What’s it with these economist wizards – that they can see figures and percentages so clearly and yet are blind to human beings. Food rotting in godowns when people go hungry attracts little or no attention. But the slightest suggestion that foodgrains likely to rot are better given away to the poor makes them throw textbooks at you.
Montek Singh Ahluwalia was the very picture of wizardry when he said that free distribution of grains would not be good for food security. The implication is that letting them rot in godowns would ensure food security. We the people cannot comprehend such obfuscating profoundness. That’s why we are not wizards and they are.
But who is talking about “free distribution of grains” anyway? The proposition is that free distribution is better than free rotting. To ignore the rotting situation and dwell on the economic philosophy of free distribution as such is not exactly wizardry. It is dodging. It is insensitivity which appears to have become an essential ingredient of governance Indian style.
The reality is worse than what we might innocently presume. The rotting, most of us thought, took place because of inefficiency leading to lack of storage space and lack of transportation. But in fact the unseen operators of the government machinery are very efficient. They allow the rotting because it is beneficial to them. To put it simply, this is another story of corruption.
It turns out that babus can make money from decaying wheat which is an ingredient liquor companies need. So a quiet little tie-up with breweries is a nice little way to get rich. You can also have quiet little tie-ups with big-time grain merchants because thousands of tons of grain going bad means higher prices in the market.

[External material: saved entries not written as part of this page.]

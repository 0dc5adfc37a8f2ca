use std::sync::Arc;

use super::super::command::CommandRunner;
use super::super::error::ProbeFailure;
use super::super::types::{ByteCounters, MetricKind, RawReading, Sample};
use super::ioreg::{query_class, IoregEntry};
use super::Probe;

const STORAGE_DRIVER_CLASS: &str = "IOBlockStorageDriver";

const BYTES_READ_KEYS: &[&str] = &["Bytes (Read)", "Bytes read", "BytesRead"];
const BYTES_WRITTEN_KEYS: &[&str] = &["Bytes (Write)", "Bytes written", "BytesWritten"];
const READ_OPERATION_KEYS: &[&str] = &["Operations (Read)", "Reads"];
const WRITE_OPERATION_KEYS: &[&str] = &["Operations (Write)", "Writes"];

/// Assumed transfer size when a driver only reports operation counts.
pub const BYTES_PER_OPERATION: u64 = 4096;

/// Cumulative bytes read and written, summed over every block storage driver.
pub struct DiskIoProbe {
    runner: Arc<dyn CommandRunner>,
}

impl DiskIoProbe {
    pub fn new(runner: Arc<dyn CommandRunner>) -> Self {
        DiskIoProbe { runner }
    }
}

impl Probe for DiskIoProbe {
    fn kind(&self) -> MetricKind {
        MetricKind::DiskIo
    }

    fn sample(&self) -> Result<Sample, ProbeFailure> {
        let entries = query_class(self.runner.as_ref(), STORAGE_DRIVER_CLASS)?;
        let totals = entries.iter().fold(ByteCounters::default(), |acc, entry| ByteCounters {
            inbound: acc
                .inbound
                .wrapping_add(transferred(entry, BYTES_READ_KEYS, READ_OPERATION_KEYS)),
            outbound: acc
                .outbound
                .wrapping_add(transferred(entry, BYTES_WRITTEN_KEYS, WRITE_OPERATION_KEYS)),
        });
        Ok(Sample::new("ioreg::IOBlockStorageDriver", RawReading::DiskIo(totals)))
    }
}

fn transferred(entry: &IoregEntry, byte_keys: &[&str], operation_keys: &[&str]) -> u64 {
    entry
        .first_number(byte_keys)
        .or_else(|| {
            entry
                .first_number(operation_keys)
                .map(|ops| ops.saturating_mul(BYTES_PER_OPERATION))
        })
        .unwrap_or(0)
}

Sharad Joshi, the maverick farm crusader of Maharashtra, threw light on another aspect of the corrupt system. According to him large-scale rotting of foodgrains and periodic fires that gut the government’s cotton godowns fit into the same pattern. In both the Food Corporation of India and the Cotton Corporation of India, procurement is often less than recorded figures thanks to (a) profitable pilferage at source, (b) profitable generosity to vendors, and (c) profitable diversion of stocks. (Profitable, that is, to the crooks).
“The accounts of Maharashtra’s Cotton Procurement scheme”, says Joshi, “can never be tallied unless there are half a dozen fires in the cotton stocks at different places in the state. Wheat is not as combustible as cotton, but it is susceptible to spoilage”.
The likes of Montek Singh Ahluwalia may not even be aware of these grassroots realities. They are ivory tower wizards. The real wizards are the faceless, nameless denizens of babudom and clerkdom who device loopholes in every foolproof system, every economics theory.
This must have been known to our Union Minister for Cricket, Sharad Pawar, since he is a politician and not a PhD. That perhaps explains why he said that free distribution of grains to the poor was not an implementable idea. When the Supreme Court said it was an order and not just an idea, the Minister promptly said he would try to implement it. Of course he won’t because, among other things, he can’t.
The “other things” include the sinister influence of foreign consultants. It transpires that substantial storage space the government had rented earlier was returned to the property owners five-six years ago. This was on the advice of an MNC consultant. Now there is a proposal to rent space again. Naturally the rents will be double or triple what they were six years ago. Large property owners across the country will benefit and perhaps another well-connected foreign consultant.
The problem is beyond Ahluwalia’s wizardry to solve. The culture of middlemen and politician-bureaucrat nexus will triumph because the wizards make no attempt to counter it. Therefore wheat will rot, cotton will go up in flames – and the starving will continue to starve. We are !ncredible !ndia !ndeed!